-- What this task involves --
In the entries below, every line with the string "running" is to be reported.

-- Records provided --
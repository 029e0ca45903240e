// Copyright (c) 2026 R3BL LLC. Licensed under Apache License, Version 2.0.

//! The only way to touch a [`ConsoleState`] once a console exists.
//!
//! [`DispatchSafe::invoke_and_wait`] runs an operation inside a mutex guarded critical
//! section and returns after it has completed. The thread that currently holds the
//! section is "the owner context". If code running in the owner context calls
//! [`invoke_and_wait`] again (for example a print from inside another operation), the
//! nested operation is queued and applied before the section is released, in the
//! order it was requested. Nothing deadlocks and nothing interleaves.
//!
//! Queries that need a return value cannot be deferred, so
//! [`DispatchSafe::try_invoke_and_wait`] refuses to run from the owner context.
//!
//! [`invoke_and_wait`]: DispatchSafe::invoke_and_wait

use std::{cell::RefCell,
          fmt::{Debug, Formatter},
          sync::Arc};

use crate::{ConsoleError, ConsoleState, StdMutex, TextSurface, lock_recovering};

type DeferredOp<S> = Box<dyn FnOnce(&mut ConsoleState<S>) + Send>;

thread_local! {
    /// Identity of every console whose critical section this thread is inside.
    static OWNER_CONTEXTS: RefCell<Vec<usize>> = const { RefCell::new(Vec::new()) };
}

/// Marks the current thread as the owner context for the lifetime of the guard.
struct OwnerContextGuard {
    id: usize,
}

impl OwnerContextGuard {
    fn enter(id: usize) -> Self {
        OWNER_CONTEXTS.with_borrow_mut(|ids| ids.push(id));
        Self { id }
    }

    fn is_entered(id: usize) -> bool {
        OWNER_CONTEXTS.with_borrow(|ids| ids.contains(&id))
    }
}

impl Drop for OwnerContextGuard {
    fn drop(&mut self) {
        OWNER_CONTEXTS.with_borrow_mut(|ids| {
            if let Some(index) = ids.iter().rposition(|it| *it == self.id) {
                ids.remove(index);
            }
        });
    }
}

/// Cheap to clone; every clone refers to the same console.
pub struct DispatchSafe<S: TextSurface> {
    state: Arc<StdMutex<ConsoleState<S>>>,
    deferred: Arc<StdMutex<Vec<DeferredOp<S>>>>,
}

impl<S: TextSurface> Clone for DispatchSafe<S> {
    fn clone(&self) -> Self {
        Self {
            state: Arc::clone(&self.state),
            deferred: Arc::clone(&self.deferred),
        }
    }
}

impl<S: TextSurface> Debug for DispatchSafe<S> {
    fn fmt(&self, f: &mut Formatter<'_>) -> std::fmt::Result {
        f.debug_struct("DispatchSafe")
            .field("id", &self.id())
            .finish_non_exhaustive()
    }
}

impl<S: TextSurface + 'static> DispatchSafe<S> {
    #[must_use]
    pub fn new(state: ConsoleState<S>) -> Self {
        Self {
            state: Arc::new(StdMutex::new(state)),
            deferred: Arc::new(StdMutex::new(Vec::new())),
        }
    }

    /// Is the current thread inside this console's critical section?
    #[must_use]
    pub fn is_owner_context(&self) -> bool { OwnerContextGuard::is_entered(self.id()) }

    /// Run `op` against the state and wait for it. From the owner context, `op` is
    /// queued behind the operation that is currently running instead.
    ///
    /// In that case this returns before `op` has run: the caller (still inside the
    /// running operation) does not see its effect. It is applied before the critical
    /// section is released, in request order.
    pub fn invoke_and_wait(&self, op: impl FnOnce(&mut ConsoleState<S>) + Send + 'static) {
        if self.is_owner_context() {
            lock_recovering(&self.deferred).push(Box::new(op));
            return;
        }
        self.run_in_owner_context(op);
    }

    /// Run `op` against the state and hand back its result.
    ///
    /// # Errors
    ///
    /// [`ConsoleError::ReentrantDispatch`] when called from the owner context.
    pub fn try_invoke_and_wait<R>(
        &self,
        op: impl FnOnce(&mut ConsoleState<S>) -> R,
    ) -> Result<R, ConsoleError> {
        if self.is_owner_context() {
            return Err(ConsoleError::ReentrantDispatch);
        }
        Ok(self.run_in_owner_context(op))
    }

    fn run_in_owner_context<R>(&self, op: impl FnOnce(&mut ConsoleState<S>) -> R) -> R {
        let mut state = lock_recovering(&self.state);
        // Dropped before `state`, so the thread leaves the owner context while it still
        // holds the lock.
        let _owner_context = OwnerContextGuard::enter(self.id());

        let it = op(&mut *state);
        self.drain_deferred(&mut *state);
        it
    }

    fn drain_deferred(&self, state: &mut ConsoleState<S>) {
        loop {
            let batch = std::mem::take(&mut *lock_recovering(&self.deferred));
            if batch.is_empty() {
                return;
            }
            for op in batch {
                op(state);
            }
        }
    }
}

impl<S: TextSurface> DispatchSafe<S> {
    fn id(&self) -> usize { Arc::as_ptr(&self.state).addr() }
}

#[cfg(test)]
mod tests {
    use super::*;
    use crate::{ConsoleConfig, MemorySurface, PrintItem};
    use pretty_assertions::assert_eq;

    fn new_dispatch_safe() -> DispatchSafe<MemorySurface> {
        DispatchSafe::new(ConsoleState::new(
            MemorySurface::new(),
            None,
            ConsoleConfig::default(),
        ))
    }

    fn document(dispatch_safe: &DispatchSafe<MemorySurface>) -> String {
        dispatch_safe
            .try_invoke_and_wait(|state| state.document_text())
            .unwrap()
    }

    #[test]
    fn test_nested_call_runs_after_current_op_in_order() {
        let dispatch_safe = new_dispatch_safe();
        let nested = dispatch_safe.clone();

        dispatch_safe.invoke_and_wait(move |state| {
            state.append_output(&PrintItem::from("a"));
            let inner = nested.clone();
            nested.invoke_and_wait(move |state| {
                state.append_output(&PrintItem::from("c"));
                inner.invoke_and_wait(|state| state.append_output(&PrintItem::from("e")));
                state.append_output(&PrintItem::from("d"));
            });
            state.append_output(&PrintItem::from("b"));
        });

        assert_eq!(document(&dispatch_safe), "abcde");
        assert!(!dispatch_safe.is_owner_context());
    }

    #[test]
    fn test_nested_call_is_not_visible_until_current_op_ends() {
        let dispatch_safe = new_dispatch_safe();
        let nested = dispatch_safe.clone();

        let seen_inside = dispatch_safe
            .try_invoke_and_wait(move |state| {
                nested.invoke_and_wait(|state| state.append_output(&"x".into()));
                state.document_text()
            })
            .unwrap();

        assert_eq!(seen_inside, "");
        assert_eq!(document(&dispatch_safe), "x");
    }

    #[test]
    fn test_nested_query_is_rejected() {
        let dispatch_safe = new_dispatch_safe();
        let nested = dispatch_safe.clone();

        let result = dispatch_safe
            .try_invoke_and_wait(move |_| nested.try_invoke_and_wait(|_| ()))
            .unwrap();

        assert!(matches!(result, Err(ConsoleError::ReentrantDispatch)));
    }

    #[test]
    fn test_concurrent_appends_are_serialized() {
        let dispatch_safe = new_dispatch_safe();

        let handles: Vec<_> = (0..4)
            .map(|_| {
                let dispatch_safe = dispatch_safe.clone();
                std::thread::spawn(move || {
                    for _ in 0..50 {
                        dispatch_safe
                            .invoke_and_wait(|state| state.append_output(&"xy".into()));
                    }
                })
            })
            .collect();
        for handle in handles {
            handle.join().unwrap();
        }

        let (len, boundary) = dispatch_safe
            .try_invoke_and_wait(|state| {
                (state.surface.len(), state.commit_boundary.offset())
            })
            .unwrap();
        assert_eq!(len, 400);
        assert_eq!(boundary, 400);
    }
}
// Copyright (c) 2026 R3BL LLC. Licensed under Apache License, Version 2.0.

//! Test doubles for the console's collaborators: channel ends that record, fail, or
//! dribble bytes, and a recorder for the interrupt / end-of-input callbacks. Public so
//! that integration tests and downstream crates can drive a console without a
//! terminal.

// Attach sources.
pub mod callback_recorder;
pub mod io_fixtures;

// Re-export.
pub use callback_recorder::*;
pub use io_fixtures::*;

-- Solution --
//! section is "the owner context". If code running in the owner context calls
    /// queued behind the operation that is currently running instead.
    /// running operation) does not see its effect. It is applied before the critical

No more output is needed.